Не накладно ли это для всех выйдет?
ПРОШЕДШИЕ РЯДОМ. 4.
ИГОРЬ ДЕДКОВ И ЕГО ДНЕВНИК
Совсем молодым, двадцатипятилетним человеком Игорь Дедков записал: «Может быть, этот дневник прирастет к моей душе, и я буду аккуратен в записях». Последнее не всегда и не легко давалось. В дальнейшем он не раз будет казниться за допущенные пропуски, за неполноту записей, хотя эту «вину» он во многом может поделить с самой эпохой, отнюдь не благоприятствовавшей скрупулезным трудам отечественных Пименов.

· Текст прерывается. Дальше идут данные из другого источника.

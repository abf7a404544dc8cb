use std::collections::HashSet;

use anyhow::Context;
use async_trait::async_trait;
use sqlx::PgPool;

use crate::{
    configuration::WarehouseSettings,
    domain::group::{GroupRecord, UnlinkedGroup},
};

use super::{group_db, keyword_db};

/// A row the store refused during an append.
#[derive(Debug, Clone, PartialEq, Eq)]
pub struct RowInsertError {
    pub index: usize,
    pub group_id: String,
    pub reason: String,
}

/// The analytical store holding keywords and discovered groups.
#[async_trait]
pub trait Warehouse: Send + Sync {
    async fn fetch_known_group_ids(&self) -> anyhow::Result<HashSet<String>>;

    async fn fetch_keywords(&self) -> anyhow::Result<Vec<String>>;

    /// Appends `groups` in one call. Rows the store rejects are returned,
    /// the others stay written.
    async fn insert_groups(&self, groups: &[GroupRecord]) -> anyhow::Result<Vec<RowInsertError>>;

    async fn fetch_unlinked_groups(&self) -> anyhow::Result<Vec<UnlinkedGroup>>;

    async fn update_group_link(&self, group_id: &str, group_link: &str) -> anyhow::Result<()>;
}

pub struct PgWarehouse {
    pool: PgPool,
    keywords_table: String,
    keyword_column: String,
    groups_table: String,
}

impl PgWarehouse {
    pub fn new(pool: PgPool, settings: &WarehouseSettings) -> Self {
        PgWarehouse {
            pool,
            keywords_table: settings.keywords_table.clone(),
            keyword_column: settings.keyword_column.clone(),
            groups_table: settings.groups_table.clone(),
        }
    }
}

#[async_trait]
impl Warehouse for PgWarehouse {
    async fn fetch_known_group_ids(&self) -> anyhow::Result<HashSet<String>> {
        let ids = group_db::get_group_ids(&self.pool, &self.groups_table)
            .await
            .context("Could not fetch existing group IDs")?;

        Ok(HashSet::from_iter(ids))
    }

    async fn fetch_keywords(&self) -> anyhow::Result<Vec<String>> {
        keyword_db::get_distinct_keywords(&self.pool, &self.keywords_table, &self.keyword_column)
            .await
            .context("Failed to fetch keywords")
    }

    async fn insert_groups(&self, groups: &[GroupRecord]) -> anyhow::Result<Vec<RowInsertError>> {
        // One statement per row so a refused row is reported on its own
        // instead of failing the whole batch.
        let mut errors = vec![];

        for (index, group) in groups.iter().enumerate() {
            if let Err(e) = group_db::insert_group(&self.pool, &self.groups_table, group).await {
                errors.push(RowInsertError {
                    index,
                    group_id: group.group_id.clone(),
                    reason: e.to_string(),
                });
            }
        }

        Ok(errors)
    }

    async fn fetch_unlinked_groups(&self) -> anyhow::Result<Vec<UnlinkedGroup>> {
        group_db::get_unlinked_groups(&self.pool, &self.groups_table)
            .await
            .context("Failed to fetch groups without a link")
    }

    async fn update_group_link(&self, group_id: &str, group_link: &str) -> anyhow::Result<()> {
        group_db::update_group_link(&self.pool, &self.groups_table, group_id, group_link).await?;
        Ok(())
    }
}

#[cfg(test)]
pub(crate) mod fakes {
    use std::{collections::HashSet, sync::Mutex};

    use anyhow::bail;
    use async_trait::async_trait;

    use super::{RowInsertError, Warehouse};
    use crate::domain::group::{GroupRecord, UnlinkedGroup};

    /// In-memory store that records every write.
    #[derive(Default)]
    pub struct FakeWarehouse {
        pub known_ids: Vec<String>,
        pub keywords: Vec<String>,
        pub unlinked: Vec<UnlinkedGroup>,
        pub fail_reads: bool,
        pub rejected_ids: Vec<String>,
        pub insert_calls: Mutex<Vec<Vec<GroupRecord>>>,
        pub link_updates: Mutex<Vec<(String, String)>>,
    }

    impl FakeWarehouse {
        pub fn with_keywords(keywords: &[&str]) -> Self {
            FakeWarehouse {
                keywords: keywords.iter().map(|k| k.to_string()).collect(),
                ..Default::default()
            }
        }

        pub fn inserted(&self) -> Vec<GroupRecord> {
            self.insert_calls
                .lock()
                .unwrap()
                .iter()
                .flatten()
                .cloned()
                .collect()
        }

        pub fn insert_call_count(&self) -> usize {
            self.insert_calls.lock().unwrap().len()
        }

        pub fn write_count(&self) -> usize {
            self.insert_call_count() + self.link_updates.lock().unwrap().len()
        }
    }

    #[async_trait]
    impl Warehouse for FakeWarehouse {
        async fn fetch_known_group_ids(&self) -> anyhow::Result<HashSet<String>> {
            if self.fail_reads {
                bail!("permission denied on table groups");
            }
            Ok(self.known_ids.iter().cloned().collect())
        }

        async fn fetch_keywords(&self) -> anyhow::Result<Vec<String>> {
            if self.fail_reads {
                bail!("permission denied on table keys");
            }
            Ok(self.keywords.clone())
        }

        async fn insert_groups(
            &self,
            groups: &[GroupRecord],
        ) -> anyhow::Result<Vec<RowInsertError>> {
            self.insert_calls.lock().unwrap().push(groups.to_vec());

            Ok(groups
                .iter()
                .enumerate()
                .filter(|(_, g)| self.rejected_ids.contains(&g.group_id))
                .map(|(index, g)| RowInsertError {
                    index,
                    group_id: g.group_id.clone(),
                    reason: "invalid".to_string(),
                })
                .collect())
        }

        async fn fetch_unlinked_groups(&self) -> anyhow::Result<Vec<UnlinkedGroup>> {
            Ok(self.unlinked.clone())
        }

        async fn update_group_link(&self, group_id: &str, group_link: &str) -> anyhow::Result<()> {
            self.link_updates
                .lock()
                .unwrap()
                .push((group_id.to_string(), group_link.to_string()));
            Ok(())
        }
    }
}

Даже в тетрадке за «оттепельный» 1962 год можно прочесть: «Я, наверное, рискую, делая такую запись (о том, что власти «за нас думают, за нас решают», — А. Т.). Илья Эренбург не зря писал что наше время оставит мало дневников, писем, исповедей. Оно больше время анкет, протоколов допросов, добровольных объяснений, написанных с горечью и отвращением. А я все-таки пишу. То ли я верю в доброту новых времен, то ли я уже ничего не боюсь, потому что верю в свою правоту и невиновность».

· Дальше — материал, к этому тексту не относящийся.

use clap::Parser;
use env_logger::Env;
use groupfinder::{
    configuration::get_configuration,
    services::{load_telegram_from_env, MessagingPlatform, TelegramPlatform},
};

/// Prints the latest messages of every group found for a keyword.
#[derive(Parser)]
struct Args {
    keyword: String,
}

#[tokio::main]
async fn main() -> anyhow::Result<()> {
    env_logger::Builder::from_env(Env::default().default_filter_or("warn")).init();
    dotenvy::dotenv().ok();

    let args = Args::parse();
    let configuration = get_configuration()?;
    let (api_id, api_hash) = load_telegram_from_env()?;

    let platform =
        TelegramPlatform::connect(&configuration.telegram.session_path, api_id, &api_hash).await?;

    let groups = platform
        .search_groups(&args.keyword, configuration.telegram.search_limit)
        .await?;

    for group in groups.iter() {
        println!(
            "\n--- Group: {} (@{}) ---",
            group.title,
            group.username.as_deref().unwrap_or("N/A")
        );

        let messages = match platform
            .recent_messages(group, configuration.telegram.message_limit)
            .await
        {
            Ok(messages) => messages,
            Err(e) => {
                println!("Could not fetch messages: {}", e);
                continue;
            }
        };

        if messages.is_empty() {
            println!("No recent messages found or history is hidden.");
            continue;
        }
        for message in messages.iter().filter(|m| m.has_text()) {
            println!("{}", message.display_line());
        }
    }

    platform.save_session();
    Ok(())
}
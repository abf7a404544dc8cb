use std::time::Duration;

use crate::{
    dal::Warehouse,
    domain::group::{build_group_link, DiscoveredGroup, UnlinkedGroup},
};

use super::MessagingPlatform;

const BACKFILL_SEARCH_LIMIT: usize = 10;

#[derive(Debug, Clone, Default, PartialEq, Eq)]
pub struct BackfillReport {
    pub candidates: usize,
    pub updated: usize,
    pub unmatched: usize,
    pub failed: usize,
}

/// Fills `group_link` for stored groups that predate the link column by
/// searching each one by name and matching the platform id.
pub async fn backfill_group_links(
    platform: &dyn MessagingPlatform,
    warehouse: &dyn Warehouse,
    pause: Duration,
) -> anyhow::Result<BackfillReport> {
    log::info!("Fetching groups without group_link...");
    let groups = warehouse.fetch_unlinked_groups().await?;
    log::info!("Found {} groups to update.", groups.len());

    let mut report = BackfillReport {
        candidates: groups.len(),
        ..Default::default()
    };

    for group in groups.iter() {
        match backfill_one(platform, warehouse, group).await {
            Ok(Some(link)) => {
                log::info!("Updated '{}' -> {}", group.group_name, link);
                report.updated += 1;
            }
            Ok(None) => {
                log::info!(
                    "No username found for '{}' (ID: {})",
                    group.group_name,
                    group.group_id
                );
                report.unmatched += 1;
            }
            Err(e) => {
                log::error!(
                    "Error processing '{}' (ID: {}): {:?}",
                    group.group_name,
                    group.group_id,
                    e
                );
                report.failed += 1;
            }
        }

        tokio::time::sleep(pause).await;
    }

    Ok(report)
}

async fn backfill_one(
    platform: &dyn MessagingPlatform,
    warehouse: &dyn Warehouse,
    group: &UnlinkedGroup,
) -> anyhow::Result<Option<String>> {
    let results = platform
        .search_groups(&group.group_name, BACKFILL_SEARCH_LIMIT)
        .await?;

    let Some(link) = find_link(&results, &group.group_id) else {
        return Ok(None);
    };

    warehouse.update_group_link(&group.group_id, &link).await?;
    Ok(Some(link))
}

fn find_link(results: &[DiscoveredGroup], group_id: &str) -> Option<String> {
    results
        .iter()
        .find(|candidate| candidate.group_id() == group_id)
        .and_then(|candidate| candidate.username.as_deref())
        .and_then(build_group_link)
}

И уже десятилетия спустя, на сломе эпох, читая былых летописцев, Дедков задавался вопросом: «...А о нашем времени, много ли будет?»
Ответ, конечно, еще впереди. Но что касается самого писавшего это, он свое свидетельство оставил. И чрезвычайно драгоценное, несмотря на то, что, по первому впечатлению, долгое время вроде бы находился отнюдь не в эпицентре событий отечественной истории конца отшумевшего века.

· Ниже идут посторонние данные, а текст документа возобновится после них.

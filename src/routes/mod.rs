pub mod default_route;
pub mod job_route;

Когда-то одного мальчика в школе наказали — в угол поставили. Дома он радостно рассказал, что ему достался лучший угол. Я припомнил этот случай лет двадцать назад, когда Дедков прислал мне свою книжку «Во все концы дорога далека», открывавшуюся восторженной статьей о Костроме и вообще о «русской провинциальной жизни, глубине страны».
Попал же он туда по пресловутому вузовскому «распределению» и не без участия всесильного тогда известного ведомства, которое и в дальнейшем не спускало своих глаз «из-под голубого околыша», как сказано в дневнике, с этого лидера университетской молодежи в бурную пору 1953-1957 годов.
Дедков был из тех, кто пылко рванулись «на подмогу» Хрущеве- кой оттепели, готовые подставить и свое плечо под ношу, и кому в ответ незамедлительно дали по рукам «за нездоровые, антипартийные настроения», а на самом-то деле — за неумение или нежелание довольствоваться ролью «поддерживающих и одобряющих», но упаси, Господи, не делающих каких-либо собственных выводов и умозаключений.
Впоследствии он начал критическую статью о творчестве Юрия Куранова цитатой из его первого рассказа: «Полет от железнодорожной станции Шарья до районного села Пыщуг похож на прыжок кузнечика», и писал, что «новосел» «оглядывался вокруг потрясенно, словно Колумб на новом берегу».
«Прыжок» же самого Дедкова из столицы в Кострому больше походил на административную высылку «неблагонадежного». Не кузнечик — в зеленой траве не спрячешься, будешь под приглядом — как оказалось, на многие годы...
Двадцать лет спустя Игорь Александрович записал в дневнике, что «люди бывают жизнью затасованы, как карты, — не найдешь, где и краешком высунется». Таких судеб было много, не обо всех еще мы дознались. В иных биографиях слово «провинция» оказывалось синонимом той самой «среды», что — «заела». Наверное, когда Салтыков-Щедрин называл город, куда был сослан, не Вяткой, а Крутогорском, то имел в виду не только рельеф местности, но и пословицу о крутых горках, укатавших сивку.
Сивка и в прошлом веке был нимало не застрахован от такой участи! С ним могло статься то же, что с деревней, куда наезжал Дедков. «Перемена одна, — сказано в дневнике, — от года к году — одна: трава выше, кусты гуще, тропа незаметнее. Все зарастает, все пустеет».
Нелегко приходилось и ему. «Я был одинок в те первые пустые вечера в этом городе, — признавался он через год после водворения в Кострому. — Будущее, тяжелое своей неопределенностью, висело над моей головой, было моим небом... Я задыхался в те дни...» Сказывалась и болезнь легких.
Но оказалось, что жалеть себя — недосуг. В блужданиях по незнакомым улицам Колумбу с невыветрившимся «университетским духом пятьдесят шестого года» и прочно «угнездившимися в душе идеалами» многое открывалось, задевало его, ранило, как например, поразительная схожесть каких-то сцен, типов, атмосферы со знакомым по литературе о прошлом: «отпечаток бедности, ее неизменности», резко контрастировавшей с гремевшим из радиорепродукторов восславлением «неслыханной новизны и величия нашего времени».